> WHAT IS NEEDED
Return every line below in which "EncodedImage" appears.
Segment Start: RECORDS FOR THIS TASK
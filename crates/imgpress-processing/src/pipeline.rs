//! Image pipeline: decode → orient → resize → encode → persist → cleanup.

use std::io::Cursor;
use std::sync::Arc;

use image::{GenericImageView, ImageReader};
use imgpress_core::{naming, ProcessedAsset};
use imgpress_storage::{StagedFile, Storage, StorageError};
use thiserror::Error;

use crate::{encode, orientation, resize};

#[derive(Debug, Error)]
pub enum ProcessingError {
    #[error("Invalid image data: {0}")]
    InvalidImage(String),

    #[error("Encoding failed: {0}")]
    Encode(String),

    #[error("Temp file error: {0}")]
    TempFile(String),

    #[error("Storage error: {0}")]
    Storage(#[from] StorageError),

    #[error("Processing task failed: {0}")]
    Task(String),
}

struct EncodedImage {
    bytes: Vec<u8>,
    width: u32,
    height: u32,
}

/// The image processing pipeline.
///
/// Stateless across requests; the only shared resource is the permanent
/// storage behind the `Storage` trait.
#[derive(Clone)]
pub struct ImagePipeline {
    storage: Arc<dyn Storage>,
    max_width: u32,
    webp_quality: f32,
}

impl ImagePipeline {
    pub fn new(storage: Arc<dyn Storage>, max_width: u32, webp_quality: f32) -> Self {
        Self {
            storage,
            max_width,
            webp_quality,
        }
    }

    /// Process a staged upload into a permanent asset.
    ///
    /// Takes ownership of the staged file and releases it on every exit
    /// path: after a successful persist, and before any error propagates.
    /// This is the single cleanup point for temporary storage.
    pub async fn process(&self, staged: StagedFile) -> Result<ProcessedAsset, ProcessingError> {
        let outcome = self.run(&staged).await;

        if let Err(e) = &outcome {
            tracing::warn!(
                temp_file = %staged.file_name(),
                error = %e,
                "Pipeline failed, discarding staged file"
            );
        }
        staged.discard().await;

        outcome
    }

    async fn run(&self, staged: &StagedFile) -> Result<ProcessedAsset, ProcessingError> {
        let data = staged
            .read()
            .await
            .map_err(|e| ProcessingError::TempFile(e.to_string()))?;

        let max_width = self.max_width;
        let quality = self.webp_quality;

        // Decode/orient/resize/encode are CPU-bound; keep them off the
        // async worker threads.
        let encoded = tokio::task::spawn_blocking(move || {
            transform(&data, max_width, quality)
        })
        .await
        .map_err(|e| ProcessingError::Task(e.to_string()))??;

        let file_name = naming::processed_file_name();
        let size_bytes = encoded.bytes.len() as u64;

        let (storage_key, url) = self
            .storage
            .upload(&file_name, encode::OUTPUT_CONTENT_TYPE, encoded.bytes)
            .await?;

        tracing::info!(
            file_name = %file_name,
            width = encoded.width,
            height = encoded.height,
            size_bytes,
            "Image processed"
        );

        Ok(ProcessedAsset {
            file_name,
            storage_key,
            url,
            width: encoded.width,
            height: encoded.height,
            size_bytes,
        })
    }
}

/// The synchronous core: decode with content-based format detection, apply
/// EXIF orientation, cap the width, and re-encode to WebP.
///
/// Decoding doubles as content verification: bytes that are not a real image
/// fail here no matter what MIME type the client declared.
fn transform(data: &[u8], max_width: u32, quality: f32) -> Result<EncodedImage, ProcessingError> {
    let reader = ImageReader::new(Cursor::new(data))
        .with_guessed_format()
        .map_err(|e| ProcessingError::InvalidImage(e.to_string()))?;
    let img = reader
        .decode()
        .map_err(|e| ProcessingError::InvalidImage(e.to_string()))?;

    let img = orientation::auto_orient(img, data);
    let img = resize::fit_to_max_width(img, max_width);
    let (width, height) = img.dimensions();

    let bytes = encode::encode_webp(&img, quality).map_err(ProcessingError::Encode)?;

    Ok(EncodedImage {
        bytes,
        width,
        height,
    })
}

#[cfg(test)]
mod tests {
    use super::*;
    use image::{DynamicImage, ImageFormat, Rgba, RgbaImage};
    use imgpress_storage::{LocalStorage, Staging};
    use tempfile::tempdir;

    fn png_bytes(w: u32, h: u32) -> Vec<u8> {
        let img = DynamicImage::ImageRgba8(RgbaImage::from_pixel(w, h, Rgba([5, 10, 15, 255])));
        let mut buf = Vec::new();
        img.write_to(&mut Cursor::new(&mut buf), ImageFormat::Png)
            .unwrap();
        buf
    }

    async fn pipeline_fixture() -> (tempfile::TempDir, tempfile::TempDir, Staging, ImagePipeline) {
        let temp_dir = tempdir().unwrap();
        let media_dir = tempdir().unwrap();
        let staging = Staging::new(temp_dir.path()).await.unwrap();
        let storage = LocalStorage::new(media_dir.path(), "/uploads/images".to_string())
            .await
            .unwrap();
        let pipeline = ImagePipeline::new(Arc::new(storage), 1200, 80.0);
        (temp_dir, media_dir, staging, pipeline)
    }

    #[tokio::test]
    async fn test_process_wide_image_caps_width_and_cleans_temp() {
        let (temp_dir, media_dir, staging, pipeline) = pipeline_fixture().await;

        let staged = staging
            .stage("big.png", &png_bytes(2000, 1000))
            .await
            .unwrap();
        let temp_path = staged.path().to_path_buf();

        let asset = pipeline.process(staged).await.unwrap();

        assert_eq!(asset.width, 1200);
        assert_eq!(asset.height, 600);
        assert!(asset.file_name.ends_with(".webp"));
        assert_eq!(asset.url, format!("/uploads/images/{}", asset.file_name));

        // Temp file is gone, permanent file exists and is WebP.
        assert!(!temp_path.exists());
        let out = std::fs::read(media_dir.path().join(&asset.file_name)).unwrap();
        assert_eq!(&out[8..12], b"WEBP");

        // Temp root is empty again.
        assert_eq!(std::fs::read_dir(temp_dir.path()).unwrap().count(), 0);
    }

    #[tokio::test]
    async fn test_process_small_image_is_not_upscaled() {
        let (_temp_dir, _media_dir, staging, pipeline) = pipeline_fixture().await;

        let staged = staging
            .stage("small.png", &png_bytes(640, 480))
            .await
            .unwrap();
        let asset = pipeline.process(staged).await.unwrap();

        assert_eq!(asset.width, 640);
        assert_eq!(asset.height, 480);
    }

    #[tokio::test]
    async fn test_process_garbage_fails_and_still_cleans_temp() {
        let (temp_dir, media_dir, staging, pipeline) = pipeline_fixture().await;

        let staged = staging
            .stage("fake.jpg", b"definitely not an image")
            .await
            .unwrap();
        let temp_path = staged.path().to_path_buf();

        let result = pipeline.process(staged).await;
        assert!(matches!(result, Err(ProcessingError::InvalidImage(_))));

        // Cleanup ran on the failure path too, and nothing was persisted.
        assert!(!temp_path.exists());
        assert_eq!(std::fs::read_dir(temp_dir.path()).unwrap().count(), 0);
        assert_eq!(std::fs::read_dir(media_dir.path()).unwrap().count(), 0);
    }

    #[tokio::test]
    async fn test_output_format_is_webp_regardless_of_input() {
        let (_temp_dir, media_dir, staging, pipeline) = pipeline_fixture().await;

        // JPEG input
        let img = DynamicImage::ImageRgba8(RgbaImage::from_pixel(80, 60, Rgba([9, 9, 9, 255])));
        let mut jpeg = Vec::new();
        img.to_rgb8()
            .write_to(&mut Cursor::new(&mut jpeg), ImageFormat::Jpeg)
            .unwrap();

        let staged = staging.stage("photo.jpg", &jpeg).await.unwrap();
        let asset = pipeline.process(staged).await.unwrap();

        let out = std::fs::read(media_dir.path().join(&asset.file_name)).unwrap();
        assert_eq!(&out[0..4], b"RIFF");
        assert_eq!(&out[8..12], b"WEBP");
    }
}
Segment End: RECORDS FOR THIS TASK
> RESPONSE TO THIS TASK
struct EncodedImage {
fn transform(data: &[u8], max_width: u32, quality: f32) -> Result<EncodedImage, ProcessingError> {
    Ok(EncodedImage {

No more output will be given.